Pour beaucoup de communes et d’intercommunalités, cela va conduire à de nombreux reclassements en zone agricole ou naturelle de terrains jusque-là classés en zone urbaine ou à urbaniser.
Au-delà même de l’aspect quantitatif, les règles d’urbanisme applicables aux projets sont elles-mêmes appelées à évoluer afin de répondre aux enjeux du moment : davantage de mixité sociale, davantage de mixité fonctionnelle, davantage de densité, davantage de protection de l’environnement... L’économie générale des projets en sera nécessairement modifiée.

Il n’est donc pas étonnant que pendant la période, parfois longue, au cours de laquelle est élaboré ou révisé un plan local d’urbanisme, puissent émerger des difficultés. Le propriétaire ou le constructeur qui sentira poindre un nouveau document d’urbanisme réduisant ses droits à construire aura la volonté d’obtenir son autorisation d’urbanisme sous l’empire de la réglementation en vigueur, avant que le nouveau PLU soit opposable aux tiers. Inversement, la collectivité compétente en matière de PLU qui consacre des moyens humains et financiers à l’élaboration d’un projet de territoire cherchera à éviter que la traduction réglementaire de ce projet soit compromise par des « coups partis ».

C’est essentiellement le mécanisme du sursis à statuer qui permet de ménager ce subtil équilibre entre, d’une part, la règle selon laquelle un projet se voit appliquer les dispositions d’urbanisme en vigueur à la date à laquelle il est autorisé et, d’autre part, la nécessité de préserver les conditions d’application des règles à venir.

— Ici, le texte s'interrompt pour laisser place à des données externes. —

pub mod action;
pub mod clipboard;
pub mod config;
pub mod dispatcher;
pub mod error;
pub mod history;
pub mod keyboard;
pub mod notify;
pub mod platform;
pub mod rewrite;
pub mod selection;
pub mod settings;
pub mod shortcut;
pub mod stats;
pub mod storage;
mod tool;

// Re-export common items for convenience
pub use action::RewriteAction;
pub use config::{ensure_config_dir, get_config_dir, is_daemon_running, ConfigPaths};
pub use dispatcher::{DispatchState, Dispatcher, InFlightGuard, Outcome};
pub use error::{FailureKind, QuillError, Result};
pub use history::{HistoryEntry, HistoryStore};
pub use platform::Platform;
pub use rewrite::{Backend, ChatClient, RewriteClient, RewriteRequest};
pub use selection::{Selection, SelectionBackend};
pub use settings::{Settings, SettingsStore};
pub use stats::{StatsStore, UsageStats};
pub use tool::tool_available;
pub mod cli;
pub mod commands;

use clap::Parser;
use cli::{Commands, Quill};
use commands::handle_command;
use quill_daemon::LOG_ENV;
use std::process;
use tracing_subscriber::EnvFilter;

/// Run the quill CLI application
pub fn run_main() {
    let args = Quill::parse();

    // The daemon worker and the API server log to files instead
    if !matches!(
        args.commands,
        Some(Commands::DaemonWorker) | Some(Commands::Serve { .. })
    ) {
        init_terminal_logging();
    }

    if let Err(e) = handle_command(args.commands) {
        eprintln!("Error: {}", e);
        process::exit(1);
    }
}

fn init_terminal_logging() {
    let filter = EnvFilter::try_from_env(LOG_ENV).unwrap_or_else(|_| EnvFilter::new("warn"));
    let _ = tracing_subscriber::fmt()
        .with_env_filter(filter)
        .with_writer(std::io::stderr)
        .with_target(false)
        .try_init();
}
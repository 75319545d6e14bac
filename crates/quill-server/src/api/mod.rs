pub mod endpoints;
pub mod models;

pub use endpoints::*;
pub use models::*;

2. Quels sont les textes qui définissent le régime du sursis à statuer ?

Le régime juridique du sursis à statuer en période d’élaboration et de révision d’un PLU résulte aujourd’hui de l’application combinée des articles L. 153-11 et L. 424-1 du code de l’urbanisme.

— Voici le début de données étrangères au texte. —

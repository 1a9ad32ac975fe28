//! Keep an in-memory value durably in sync with a storage record.
//!
//! A [`PersistenceSync`] starts out `Hydrating`. [`PersistenceSync::hydrate`]
//! loads the stored record over caller defaults and always ends `Hydrated`;
//! only then do [`PersistenceSync::schedule`] calls turn into debounced
//! writes. Pending writes are flushed on drop.

mod index;

pub use index::BoardIndex;

use crate::debounce::Debouncer;
use crate::diff;
use crate::error::Result;
use crate::storage::Storage;
use serde::de::DeserializeOwned;
use serde::Serialize;
use serde_json::Value;
use std::marker::PhantomData;
use std::sync::{Arc, Mutex, MutexGuard};
use std::time::Duration;
use tracing::{debug, info, trace, warn};

/// Default idle window before a scheduled write hits storage
pub const DEFAULT_PERSIST_DEBOUNCE: Duration = Duration::from_millis(500);

/// Lifecycle of a sync handle
#[derive(Debug, Clone, Copy, PartialEq, Eq)]
pub enum SyncPhase {
    Hydrating,
    Hydrated,
}

#[derive(Debug)]
struct SyncState {
    phase: SyncPhase,
    last_written: Option<Value>,
    pending: Option<Value>,
}

/// Debounced writer for one storage key
pub struct PersistenceSync<T> {
    key: String,
    storage: Arc<dyn Storage>,
    state: Arc<Mutex<SyncState>>,
    debouncer: Debouncer,
    _value: PhantomData<fn() -> T>,
}

impl<T> std::fmt::Debug for PersistenceSync<T> {
    fn fmt(&self, f: &mut std::fmt::Formatter<'_>) -> std::fmt::Result {
        f.debug_struct("PersistenceSync")
            .field("key", &self.key)
            .field("phase", &lock(&self.state).phase)
            .finish()
    }
}

impl<T> PersistenceSync<T>
where
    T: Serialize + DeserializeOwned,
{
    pub fn new(key: impl Into<String>, storage: Arc<dyn Storage>, delay: Duration) -> Self {
        Self {
            key: key.into(),
            storage,
            state: Arc::new(Mutex::new(SyncState {
                phase: SyncPhase::Hydrating,
                last_written: None,
                pending: None,
            })),
            debouncer: Debouncer::new(delay),
            _value: PhantomData,
        }
    }

    pub fn key(&self) -> &str {
        &self.key
    }

    pub fn phase(&self) -> SyncPhase {
        lock(&self.state).phase
    }

    pub fn is_hydrated(&self) -> bool {
        self.phase() == SyncPhase::Hydrated
    }

    /// True while a write is waiting for the debounce window or a retry
    pub fn has_pending(&self) -> bool {
        lock(&self.state).pending.is_some()
    }

    /// Load the stored record merged over `defaults`.
    ///
    /// Missing records, storage failures and records that no longer fit `T`
    /// all fall back to `defaults`. The handle is `Hydrated` afterwards in
    /// every case.
    pub async fn hydrate(&self, defaults: T) -> T {
        {
            let mut state = lock(&self.state);
            state.phase = SyncPhase::Hydrating;
            state.pending = None;
        }
        self.debouncer.cancel();

        let storage = Arc::clone(&self.storage);
        let key = self.key.clone();
        let record = match tokio::task::spawn_blocking(move || storage.read(&key)).await {
            Ok(result) => result,
            Err(e) => {
                warn!(key = %self.key, error = %e, "hydration task failed");
                Ok(None)
            }
        };

        let value = match record {
            Ok(Some(stored)) => self.merge_over(defaults, &stored),
            Ok(None) => {
                debug!(key = %self.key, "no stored record, using defaults");
                defaults
            }
            Err(e) => {
                warn!(key = %self.key, error = %e, "failed to read record, using defaults");
                defaults
            }
        };

        let mut state = lock(&self.state);
        state.last_written = serde_json::to_value(&value).ok();
        state.phase = SyncPhase::Hydrated;
        info!(key = %self.key, "hydrated");
        value
    }

    fn merge_over(&self, defaults: T, stored: &Value) -> T {
        let base = match serde_json::to_value(&defaults) {
            Ok(base) => base,
            Err(e) => {
                warn!(key = %self.key, error = %e, "defaults not serializable");
                return defaults;
            }
        };
        match serde_json::from_value(diff::shallow_merge(&base, stored)) {
            Ok(value) => value,
            Err(e) => {
                warn!(key = %self.key, error = %e, "stored record does not match schema, using defaults");
                defaults
            }
        }
    }

    /// Schedule a debounced write of `value`.
    ///
    /// Ignored until hydrated. A value deep-equal to the last written one
    /// drops any pending write instead.
    pub fn schedule(&self, value: &T) {
        let value = match serde_json::to_value(value) {
            Ok(value) => value,
            Err(e) => {
                warn!(key = %self.key, error = %e, "value not serializable, skipping write");
                return;
            }
        };

        {
            let mut state = lock(&self.state);
            if state.phase != SyncPhase::Hydrated {
                trace!(key = %self.key, "not hydrated yet, ignoring change");
                return;
            }
            let unchanged = state
                .last_written
                .as_ref()
                .is_some_and(|last| diff::equivalent(last, &value));
            if unchanged {
                state.pending = None;
                drop(state);
                self.debouncer.cancel();
                trace!(key = %self.key, "value matches last write");
                return;
            }
            state.pending = Some(value);
        }

        let key = self.key.clone();
        let storage = Arc::clone(&self.storage);
        let state = Arc::clone(&self.state);
        self.debouncer.schedule(async move {
            let write_key = key.clone();
            let written = tokio::task::spawn_blocking(move || {
                write_pending(&write_key, storage.as_ref(), &state)
            })
            .await;
            match written {
                Ok(Ok(_)) => {}
                Ok(Err(e)) => {
                    warn!(key = %key, error = %e, "debounced write failed, will retry on next change")
                }
                Err(e) => warn!(key = %key, error = %e, "debounced write task failed"),
            }
        });
    }

    /// Write any pending value now and cancel the timer.
    ///
    /// Returns whether a write happened.
    pub fn flush(&self) -> Result<bool> {
        self.debouncer.cancel();
        write_pending(&self.key, self.storage.as_ref(), &self.state)
    }
}

impl<T> Drop for PersistenceSync<T> {
    fn drop(&mut self) {
        self.debouncer.cancel();
        if let Err(e) = write_pending(&self.key, self.storage.as_ref(), &self.state) {
            warn!(key = %self.key, error = %e, "failed to flush on drop");
        }
    }
}

/// Write the pending value if it differs from the last write. On failure the
/// value stays pending.
fn write_pending(key: &str, storage: &dyn Storage, state: &Mutex<SyncState>) -> Result<bool> {
    let mut state = lock(state);
    let Some(value) = state.pending.take() else {
        return Ok(false);
    };
    if state
        .last_written
        .as_ref()
        .is_some_and(|last| diff::equivalent(last, &value))
    {
        return Ok(false);
    }
    match storage.write(key, &value) {
        Ok(()) => {
            debug!(key, "record persisted");
            state.last_written = Some(value);
            Ok(true)
        }
        Err(e) => {
            state.pending = Some(value);
            Err(e)
        }
    }
}

fn lock(state: &Mutex<SyncState>) -> MutexGuard<'_, SyncState> {
    state.lock().unwrap_or_else(|e| e.into_inner())
}

#[cfg(test)]
mod tests {
    use super::*;
    use crate::storage::MemoryStorage;
    use serde::Deserialize;
    use serde_json::json;

    #[derive(Debug, Clone, PartialEq, Serialize, Deserialize)]
    struct Prefs {
        theme: String,
        volume: u8,
        #[serde(default)]
        shuffle: bool,
    }

    fn defaults() -> Prefs {
        Prefs {
            theme: "dark".into(),
            volume: 5,
            shuffle: true,
        }
    }

    fn setup() -> (MemoryStorage, PersistenceSync<Prefs>) {
        let storage = MemoryStorage::new();
        let sync = PersistenceSync::new(
            "prefs",
            Arc::new(storage.clone()),
            Duration::from_millis(500),
        );
        (storage, sync)
    }

    #[tokio::test]
    async fn test_hydrate_merges_over_defaults() {
        let (storage, sync) = setup();
        // Saved before `shuffle` existed
        storage
            .write("prefs", &json!({"theme": "light", "volume": 9}))
            .unwrap();

        let value = sync.hydrate(defaults()).await;
        assert_eq!(
            value,
            Prefs {
                theme: "light".into(),
                volume: 9,
                shuffle: true
            }
        );
        assert!(sync.is_hydrated());
    }

    #[tokio::test]
    async fn test_hydrate_falls_back_on_schema_mismatch() {
        let (storage, sync) = setup();
        storage.write("prefs", &json!({"volume": "loud"})).unwrap();

        let value = sync.hydrate(defaults()).await;
        assert_eq!(value, defaults());
        assert_eq!(sync.phase(), SyncPhase::Hydrated);
    }

    #[tokio::test(start_paused = true)]
    async fn test_schedule_ignored_before_hydration() {
        let (storage, sync) = setup();
        sync.schedule(&defaults());
        tokio::time::sleep(Duration::from_secs(1)).await;
        assert_eq!(storage.write_count(), 0);
        assert!(!sync.flush().unwrap());
    }

    #[tokio::test(start_paused = true)]
    async fn test_debounced_write_coalesces() {
        let (storage, sync) = setup();
        let mut prefs = sync.hydrate(defaults()).await;

        for volume in 6..10 {
            prefs.volume = volume;
            sync.schedule(&prefs);
            tokio::time::sleep(Duration::from_millis(100)).await;
        }
        assert_eq!(storage.write_count(), 0);

        tokio::time::sleep(Duration::from_millis(600)).await;
        assert_eq!(storage.write_count(), 1);
        assert_eq!(storage.read("prefs").unwrap().unwrap()["volume"], json!(9));
    }

    #[tokio::test(start_paused = true)]
    async fn test_redundant_write_suppressed() {
        let (storage, sync) = setup();
        let prefs = sync.hydrate(defaults()).await;

        sync.schedule(&prefs);
        tokio::time::sleep(Duration::from_secs(1)).await;
        assert_eq!(storage.write_count(), 0);
    }

    #[tokio::test(start_paused = true)]
    async fn test_flush_writes_immediately() {
        let (storage, sync) = setup();
        let mut prefs = sync.hydrate(defaults()).await;
        prefs.theme = "solarized".into();
        sync.schedule(&prefs);

        assert!(sync.flush().unwrap());
        assert_eq!(storage.write_count(), 1);
        assert!(!sync.has_pending());

        // Timer was cancelled, nothing else lands
        tokio::time::sleep(Duration::from_secs(1)).await;
        assert_eq!(storage.write_count(), 1);
    }

    #[tokio::test(start_paused = true)]
    async fn test_drop_flushes_pending() {
        let (storage, sync) = setup();
        let mut prefs = sync.hydrate(defaults()).await;
        prefs.volume = 1;
        sync.schedule(&prefs);
        drop(sync);

        assert_eq!(storage.read("prefs").unwrap().unwrap()["volume"], json!(1));
    }

    #[tokio::test]
    async fn test_debug_shows_key_and_phase() {
        let (_storage, sync) = setup();
        let rendered = format!("{sync:?}");
        assert!(rendered.contains("prefs"));
        assert!(rendered.contains("Hydrating"));

        // Debug does not require T to be serializable
        struct Opaque;
        let opaque: PersistenceSync<Opaque> = PersistenceSync {
            key: "opaque".into(),
            storage: Arc::new(MemoryStorage::new()),
            state: Arc::new(Mutex::new(SyncState {
                phase: SyncPhase::Hydrated,
                last_written: None,
                pending: None,
            })),
            debouncer: Debouncer::new(Duration::from_millis(10)),
            _value: PhantomData,
        };
        assert!(format!("{opaque:?}").contains("Hydrated"));
    }

    #[tokio::test]
    async fn test_debounced_write_lands_on_file_storage() {
        let temp = tempfile::TempDir::new().unwrap();
        let storage = Arc::new(crate::storage::FileStorage::new(temp.path()));
        let sync: PersistenceSync<Prefs> =
            PersistenceSync::new("prefs", storage.clone(), Duration::from_millis(20));
        let mut prefs = sync.hydrate(defaults()).await;
        prefs.volume = 7;
        sync.schedule(&prefs);

        for _ in 0..100 {
            if !sync.has_pending() {
                break;
            }
            tokio::time::sleep(Duration::from_millis(20)).await;
        }
        assert!(!sync.has_pending());
        assert_eq!(storage.read("prefs").unwrap().unwrap()["volume"], json!(7));
    }

    #[tokio::test(start_paused = true)]
    async fn test_failed_write_stays_pending() {
        let (storage, sync) = setup();
        let mut prefs = sync.hydrate(defaults()).await;
        storage.set_fail_writes(true);

        prefs.volume = 2;
        sync.schedule(&prefs);
        tokio::time::sleep(Duration::from_secs(1)).await;
        assert!(sync.has_pending());

        storage.set_fail_writes(false);
        assert!(sync.flush().unwrap());
        assert_eq!(storage.read("prefs").unwrap().unwrap()["volume"], json!(2));
    }
}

Selon ces dispositions, l’administration peut s’abstenir de statuer sur toute demande d’autorisation concernant des travaux, constructions ou installations, « qui seraient de nature à compromettre ou à rendre plus onéreuse l’exécution du futur plan ».

Le sursis à statuer doit être motivé et ne peut excéder deux ans.

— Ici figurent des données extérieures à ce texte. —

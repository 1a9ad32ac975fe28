//! Board-level types: Board, TierDefinition

use super::ids::{ColorId, ItemId, TierId};
use super::item::MediaItem;
use crate::palette::DEFAULT_PALETTE;
use serde::{Deserialize, Serialize};
use std::collections::{BTreeMap, HashMap};

/// Placeholder label for tiers created without one
pub const NEW_TIER_LABEL: &str = "New Tier";

/// Title given to freshly created boards
pub const DEFAULT_TITLE: &str = "Untitled Tier List";

/// A labeled, colored row
#[derive(Debug, Clone, PartialEq, Serialize, Deserialize)]
#[serde(rename_all = "camelCase")]
pub struct TierDefinition {
    pub id: TierId,
    pub label: String,
    pub color_id: ColorId,
}

impl TierDefinition {
    pub fn new(id: impl Into<TierId>, label: impl Into<String>, color: impl Into<ColorId>) -> Self {
        Self {
            id: id.into(),
            label: label.into(),
            color_id: color.into(),
        }
    }
}

/// Partial update for a [`TierDefinition`]
#[derive(Debug, Clone, Default, PartialEq, Serialize, Deserialize)]
#[serde(rename_all = "camelCase")]
pub struct TierPatch {
    #[serde(default, skip_serializing_if = "Option::is_none")]
    pub label: Option<String>,
    #[serde(default, skip_serializing_if = "Option::is_none")]
    pub color_id: Option<ColorId>,
}

impl TierPatch {
    pub fn label(label: impl Into<String>) -> Self {
        Self {
            label: Some(label.into()),
            color_id: None,
        }
    }

    pub fn color(color: impl Into<ColorId>) -> Self {
        Self {
            label: None,
            color_id: Some(color.into()),
        }
    }
}

/// The complete ranked collection.
///
/// `items` holds one ordered list per tier. `item_lookup` is a reverse index
/// item → tier that must always agree with `items`; every item id appears in
/// at most one tier list.
#[derive(Debug, Clone, PartialEq, Serialize, Deserialize)]
#[serde(rename_all = "camelCase")]
pub struct Board {
    pub title: String,
    #[serde(default, skip_serializing_if = "Option::is_none")]
    pub category: Option<String>,
    pub tier_definitions: Vec<TierDefinition>,
    #[serde(default)]
    pub items: BTreeMap<TierId, Vec<MediaItem>>,
    #[serde(default)]
    pub item_lookup: HashMap<ItemId, TierId>,
}

impl Default for Board {
    fn default() -> Self {
        Self::with_tiers(DEFAULT_TITLE, Self::default_tiers())
    }
}

impl Board {
    /// Create an empty board with the given tiers
    pub fn with_tiers(title: impl Into<String>, tiers: Vec<TierDefinition>) -> Self {
        let items = tiers.iter().map(|t| (t.id.clone(), Vec::new())).collect();
        Self {
            title: title.into(),
            category: None,
            tier_definitions: tiers,
            items,
            item_lookup: HashMap::new(),
        }
    }

    /// Create a board with the default tiers and a custom title
    pub fn new(title: impl Into<String>) -> Self {
        Self::with_tiers(title, Self::default_tiers())
    }

    /// The default S/A/B/C/D/Unranked rows
    pub fn default_tiers() -> Vec<TierDefinition> {
        [
            ("s", "S"),
            ("a", "A"),
            ("b", "B"),
            ("c", "C"),
            ("d", "D"),
            ("unranked", "Unranked"),
        ]
        .iter()
        .zip(DEFAULT_PALETTE.iter())
        .map(|((id, label), color)| TierDefinition::new(*id, *label, *color))
        .collect()
    }

    pub fn find_tier(&self, id: &TierId) -> Option<&TierDefinition> {
        self.tier_definitions.iter().find(|t| &t.id == id)
    }

    pub fn tier_index(&self, id: &TierId) -> Option<usize> {
        self.tier_definitions.iter().position(|t| &t.id == id)
    }

    pub fn has_tier(&self, id: &str) -> bool {
        self.tier_definitions.iter().any(|t| t.id.as_str() == id)
    }

    /// Items of a tier, empty for unknown tiers
    pub fn tier_items(&self, id: &TierId) -> &[MediaItem] {
        self.items.get(id).map(Vec::as_slice).unwrap_or(&[])
    }

    /// The tier currently holding `item`, scanning lists when the index lags
    pub fn container_of(&self, item: &ItemId) -> Option<TierId> {
        if let Some(tier) = self.item_lookup.get(item) {
            if self.tier_items(tier).iter().any(|i| &i.id == item) {
                return Some(tier.clone());
            }
        }
        self.items
            .iter()
            .find(|(_, list)| list.iter().any(|i| &i.id == item))
            .map(|(tier, _)| tier.clone())
    }

    pub fn find_item(&self, item: &ItemId) -> Option<&MediaItem> {
        let tier = self.container_of(item)?;
        self.tier_items(&tier).iter().find(|i| &i.id == item)
    }

    pub fn contains_item(&self, item: &ItemId) -> bool {
        self.container_of(item).is_some()
    }

    /// Total number of items across all tiers
    pub fn item_count(&self) -> usize {
        self.items.values().map(Vec::len).sum()
    }

    /// All items in tier order
    pub fn all_items(&self) -> impl Iterator<Item = &MediaItem> {
        self.tier_definitions
            .iter()
            .flat_map(move |t| self.tier_items(&t.id).iter())
    }

    /// Rebuild `item_lookup` from `items` and make sure every tier has a list.
    ///
    /// Lists for tiers that no longer exist are dropped, and a later duplicate
    /// of an already placed item is removed so the at-most-one-tier invariant
    /// holds after loading untrusted data.
    pub fn reindex(&mut self) {
        let mut items = std::mem::take(&mut self.items);
        let mut lookup = HashMap::new();
        let mut rebuilt = BTreeMap::new();

        for tier in &self.tier_definitions {
            let mut list = items.remove(&tier.id).unwrap_or_default();
            list.retain(|item| {
                if lookup.contains_key(&item.id) {
                    tracing::warn!(item = %item.id, tier = %tier.id, "dropping duplicate item");
                    return false;
                }
                lookup.insert(item.id.clone(), tier.id.clone());
                true
            });
            rebuilt.insert(tier.id.clone(), list);
        }

        for (tier, list) in items {
            if !list.is_empty() {
                tracing::warn!(tier = %tier, count = list.len(), "dropping items of unknown tier");
            }
        }

        self.items = rebuilt;
        self.item_lookup = lookup;
    }

    /// Check the lookup/list agreement invariant
    pub fn is_consistent(&self) -> bool {
        let mut seen = HashMap::new();
        for (tier, list) in &self.items {
            for item in list {
                if seen.insert(item.id.clone(), tier.clone()).is_some() {
                    return false;
                }
            }
        }
        seen == self.item_lookup
    }
}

Pour reprendre les termes du Conseil d’Etat [4] , la décision de sursis à statuer cesse de produire ses effets, quelle que soit la durée du sursis qu’elle indique, à la date à laquelle le plan local d’urbanisme dont l’élaboration ou la révision l’avait justifiée est adopté. Dans l’hypothèse où ce PLU n’est pas adopté avant l’expiration du délai de validité du sursis, le demandeur dispose d’un délai de deux mois à compter de l’expiration du délai de validité du sursis pour confirmer sa demande. L’administration sera alors tenue d’apprécier la conformité de la demande d’autorisation aux règles d’urbanisme existant avant l’approbation du nouveau document d’urbanisme.

Dans le cas où le PLU est adopté avant l’expiration du délai indiqué par la décision de sursis, le demandeur dispose, pour confirmer sa demande, d’un délai qui court à compter de la date de l’adoption du PLU et s’achève deux mois après l’expiration du délai qui lui avait été indiqué. L’administration sera alors tenue d’apprécier la conformité de la demande d’autorisation au nouveau document d’urbanisme.

3. Quels sont les conditions qui encadrent l’édiction d’un sursis à statuer ?

La faculté de surseoir à statuer obéit à des conditions spécifiques, appliquées de manière assez stricte par les juridictions administratives. Cela se comprend dès lors qu’elle constitue une dérogation au principe selon lequel il est fait application des règles d’urbanisme en vigueur à la date à laquelle l’administration statue. Le sursis à statuer est par ailleurs une limitation au droit de construire et il annonce souvent un refus d’autorisation.

L’article L. 153-11 du code de l’urbanisme fixe une première condition selon laquelle une telle décision ne peut intervenir qu’« à compter de la publication de la délibération prescrivant l’élaboration d’un plan local d’urbanisme ».
En l’absence d’une telle publication et, à plus forte raison, si cette délibération est inexistante, toute décision de sursis à statuer sera entachée d’illégalité [5].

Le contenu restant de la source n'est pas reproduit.